◆ DIRECTIONS FOR THIS TASK ◆
Of the entries below, return exactly those lines that fall between the one containing "use crate::api::ApiError;" and the one containing "#[derive(Error, Debug)]", the two end lines included.

== PROVIDED MATERIAL ==

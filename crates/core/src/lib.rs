//! Core game logic - pure, deterministic, and testable
//!
//! This crate holds every game rule and all engine state. It has no
//! dependencies on terminals, files, or clocks: time arrives as a plain
//! `f32` delta and input as [`GameCommand`](types::GameCommand) values.
//!
//! # Module Structure
//!
//! - [`board`]: fixed-size grid of colored cells with row removal
//! - [`pieces`]: the seven shape templates, colors, and rotation
//! - [`tetromino`]: a shape placed on the grid ([`GridTetromino`])
//! - [`rng`]: seeded LCG and the bag randomizer
//! - [`queue`]: upcoming-piece lookahead and the hold slot
//! - [`scoring`]: points, level, and gravity speed
//! - [`game_state`]: the engine ([`GameState`])
//! - [`snapshot`]: read-only view for presenters
//! - [`events`]: discrete events for sound and effects
//!
//! # Game Rules
//!
//! - **Bag randomizer**: every run of seven draws contains each kind once
//! - **Rotation**: clockwise quarter turn about the pivot, no wall kicks; O never turns
//! - **Locking**: a piece locks when gravity or a soft drop cannot move it down
//! - **Hold**: one slot, usable once per placement
//! - **Game over**: the next piece cannot spawn; a new game starts at once
//!
//! # Example
//!
//! ```
//! use tetris_grid_core::GameState;
//! use tetris_grid_types::GameCommand;
//!
//! let mut game = GameState::new(12345);
//!
//! game.on_command(GameCommand::MoveRight);
//! game.on_command(GameCommand::Rotate);
//! game.on_command(GameCommand::HardDrop);
//!
//! // Hard drop awards points; the next loop pass spawns a new piece.
//! assert!(game.score() > 0);
//! game.process_loop(0.016);
//! assert!(!game.placement_pending());
//! ```
//!
//! # Timing
//!
//! Call [`GameState::process_loop`] once per frame with the elapsed seconds.
//! Gravity ticks happen when the accumulated time exceeds the interval for the
//! current level ([`scoring::seconds_per_tick`]).

pub mod board;
pub mod config;
pub mod events;
pub mod game_state;
pub mod pieces;
pub mod queue;
pub mod rng;
pub mod scoring;
pub mod snapshot;
pub mod tetromino;

pub use tetris_grid_types as types;

// Re-export commonly used types for convenience
pub use board::Board;
pub use config::{GameConfig, MAX_BOARD_SIDE};
pub use events::GameEvent;
pub use game_state::GameState;
pub use pieces::{rotate_clockwise, PieceShape, PresentationOffset};
pub use queue::{HoldOutcome, PieceQueue, QueuedPiece};
pub use rng::{BagRandomizer, SimpleRng};
pub use scoring::{level_for_rows, line_clear_points, seconds_per_tick};
pub use snapshot::{GamePhase, GameSnapshot, PieceView};
pub use tetromino::GridTetromino;
//! Subscription cache
//!
//! Holds the last-fetched snapshot of (user, event) subscription
//! records. Unlike the balance there is no optimistic update here:
//! a phantom subscription or phantom unsubscription is a worse
//! user-visible defect than a brief lag, so the cache only changes
//! once the server confirms.

use std::sync::Arc;
use tokio::sync::RwLock;
use tracing::debug;

use crate::api::BackendApi;
use crate::domain::{EventId, Subscription, SubscriptionId, UserId};
use crate::error::Result;

pub struct SubscriptionStore {
    api: Arc<dyn BackendApi>,
    subscriptions: RwLock<Vec<Subscription>>,
    last_error: RwLock<Option<String>>,
}

impl SubscriptionStore {
    pub fn new(api: Arc<dyn BackendApi>) -> Self {
        Self {
            api,
            subscriptions: RwLock::new(Vec::new()),
            last_error: RwLock::new(None),
        }
    }

    /// Replace the snapshot with the backend's current listing.
    ///
    /// Callers gating a decision on `is_subscribed` (the payment
    /// coordinator) must call this first; the snapshot is otherwise
    /// only as fresh as the last poll.
    pub async fn refresh(&self) -> Result<()> {
        match self.api.fetch_subscriptions().await {
            Ok(subscriptions) => {
                debug!(count = subscriptions.len(), "subscriptions refreshed");
                *self.subscriptions.write().await = subscriptions;
                *self.last_error.write().await = None;
                Ok(())
            }
            Err(err) => {
                *self.last_error.write().await = Some(err.user_message());
                Err(err.into())
            }
        }
    }

    /// Snapshot of all cached subscription records.
    pub async fn snapshot(&self) -> Vec<Subscription> {
        self.subscriptions.read().await.clone()
    }

    pub async fn last_error(&self) -> Option<String> {
        self.last_error.read().await.clone()
    }

    /// Create a subscription; the cache gains it once the server
    /// confirms.
    pub async fn add(&self, event_id: EventId, user_id: UserId) -> Result<Subscription> {
        match self.api.create_subscription(event_id, user_id).await {
            Ok(subscription) => {
                self.subscriptions.write().await.push(subscription.clone());
                *self.last_error.write().await = None;
                Ok(subscription)
            }
            Err(err) => {
                *self.last_error.write().await = Some(err.user_message());
                Err(err.into())
            }
        }
    }

    /// Delete a subscription record; the cache drops it once the
    /// server confirms.
    pub async fn delete(&self, id: SubscriptionId) -> Result<()> {
        match self.api.delete_subscription(id).await {
            Ok(()) => {
                self.subscriptions.write().await.retain(|sub| sub.id != id);
                *self.last_error.write().await = None;
                Ok(())
            }
            Err(err) => {
                *self.last_error.write().await = Some(err.user_message());
                Err(err.into())
            }
        }
    }

    /// All subscriptions belonging to one user.
    pub async fn list_for_user(&self, user_id: UserId) -> Vec<Subscription> {
        self.subscriptions
            .read()
            .await
            .iter()
            .filter(|sub| sub.user_id == user_id)
            .cloned()
            .collect()
    }

    /// The subscription for a (user, event) pair, if the snapshot has
    /// one.
    pub async fn find(&self, event_id: EventId, user_id: UserId) -> Option<Subscription> {
        self.subscriptions
            .read()
            .await
            .iter()
            .find(|sub| sub.event_id == event_id && sub.user_id == user_id)
            .cloned()
    }

    /// Whether the last-fetched snapshot holds a subscription for the
    /// pair.
    pub async fn is_subscribed(&self, event_id: EventId, user_id: UserId) -> bool {
        self.find(event_id, user_id).await.is_some()
    }
}
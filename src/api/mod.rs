//! HTTP gateway to the Eventum backend
//!
//! The `BackendApi` trait is the seam everything else depends on;
//! `RestClient` is the production implementation.

mod error;
mod rest;
pub mod routes;
mod traits;

pub use error::{ApiError, ApiResult};
pub use rest::RestClient;
#[cfg(test)]
pub use traits::MockBackendApi;
pub use traits::{AuthResponse, BackendApi};
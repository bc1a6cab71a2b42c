//! Role table and effective-role resolution
//!
//! A user's effective role is their base role unless an administrator
//! has approved a role-change request, in which case the most recently
//! approved request wins. Resolution is pure: no network, no side
//! effects.

use serde::{Deserialize, Serialize};
use std::fmt;

use crate::error::{ClientError, Result};

use super::User;

/// The fixed role table.
///
/// Role ids 1..=5 map onto these variants; anything else is a hard
/// `InvalidRoleId` error rather than a silent fallback.
#[derive(Debug, Clone, Copy, PartialEq, Eq, Hash, Serialize, Deserialize)]
#[serde(rename_all = "snake_case")]
pub enum Role {
    User,
    Admin,
    Speaker,
    Organizer,
    DbAdmin,
}

impl Role {
    /// Map a backend role id onto the role table.
    pub fn from_id(id: i64) -> Result<Self> {
        match id {
            1 => Ok(Role::User),
            2 => Ok(Role::Admin),
            3 => Ok(Role::Speaker),
            4 => Ok(Role::Organizer),
            5 => Ok(Role::DbAdmin),
            other => Err(ClientError::InvalidRoleId(other)),
        }
    }

    pub fn id(&self) -> i64 {
        match self {
            Role::User => 1,
            Role::Admin => 2,
            Role::Speaker => 3,
            Role::Organizer => 4,
            Role::DbAdmin => 5,
        }
    }

    pub fn name(&self) -> &'static str {
        match self {
            Role::User => "user",
            Role::Admin => "admin",
            Role::Speaker => "speaker",
            Role::Organizer => "organizer",
            Role::DbAdmin => "db_admin",
        }
    }
}

impl fmt::Display for Role {
    fn fmt(&self, f: &mut fmt::Formatter<'_>) -> fmt::Result {
        write!(f, "{}", self.name())
    }
}

/// Resolve the role actually governing a user's view.
///
/// The approved request with the latest `updated_at` wins; ties are
/// broken by the higher request id so resolution is deterministic.
/// With no approved requests the base role applies.
pub fn resolve_effective_role(user: &User) -> Result<Role> {
    let latest_approved = user
        .role_change_requests
        .iter()
        .filter(|req| req.status == super::RequestStatus::Approved)
        .max_by(|a, b| {
            a.updated_at
                .cmp(&b.updated_at)
                .then_with(|| a.id.cmp(&b.id))
        });

    match latest_approved {
        Some(req) => Role::from_id(req.requested_role_id),
        None => Role::from_id(user.role_id),
    }
}
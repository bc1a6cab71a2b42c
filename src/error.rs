//! Error types for the Eventum client core

use thiserror::Error;

use crate::api::ApiError;
use crate::domain::{CategoryId, EventId, TransactionId, UserId};

/// Errors that can occur in the client core.
///
/// None of these are fatal: every variant is recoverable by user retry
/// or navigation. Variants that gate a human decision (insufficient
/// funds, already subscribed, transaction failure) carry enough context
/// to render a distinguishable message.
#[derive(Error, Debug)]
pub enum ClientError {
    /// Operation requires an authenticated session
    #[error("not authenticated: sign in to continue")]
    NotAuthenticated,

    /// Paid subscribe rejected before any side effect
    #[error("insufficient funds: event costs {required}, balance is {available}")]
    InsufficientFunds { required: i64, available: i64 },

    /// A subscription already exists for this (user, event) pair
    #[error("user {user_id} is already subscribed to event {event_id}")]
    AlreadySubscribed { event_id: EventId, user_id: UserId },

    /// Transaction creation failed; no balance mutation or subscription occurred
    #[error("payment transaction failed: {0}")]
    TransactionFailed(#[source] ApiError),

    /// The subscription record did not materialize after a successful charge.
    ///
    /// The transaction id is carried so an operator flow can reconcile
    /// manually; no automatic refund is attempted.
    #[error("subscription missing after successful transaction {transaction_id}; manual reconciliation required")]
    SubscriptionFailed { transaction_id: TransactionId },

    /// Role id outside the known role table
    #[error("invalid role id: {0}")]
    InvalidRoleId(i64),

    /// Category delete blocked by dependent event-category links even
    /// after removing them and retrying once
    #[error("category {category_id} could not be deleted: {message}")]
    ReferentialConstraint {
        category_id: CategoryId,
        message: String,
    },

    /// Backend/transport failure
    #[error(transparent)]
    Api(#[from] ApiError),
}

/// Result type for client core operations
pub type Result<T> = std::result::Result<T, ClientError>;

===

◆ SOLUTION TO THE EXERCISE ◆
use crate::api::ApiError;
use crate::domain::{CategoryId, EventId, TransactionId, UserId};

/// Errors that can occur in the client core.
///
/// None of these are fatal: every variant is recoverable by user retry
/// or navigation. Variants that gate a human decision (insufficient
/// funds, already subscribed, transaction failure) carry enough context
/// to render a distinguishable message.
#[derive(Error, Debug)]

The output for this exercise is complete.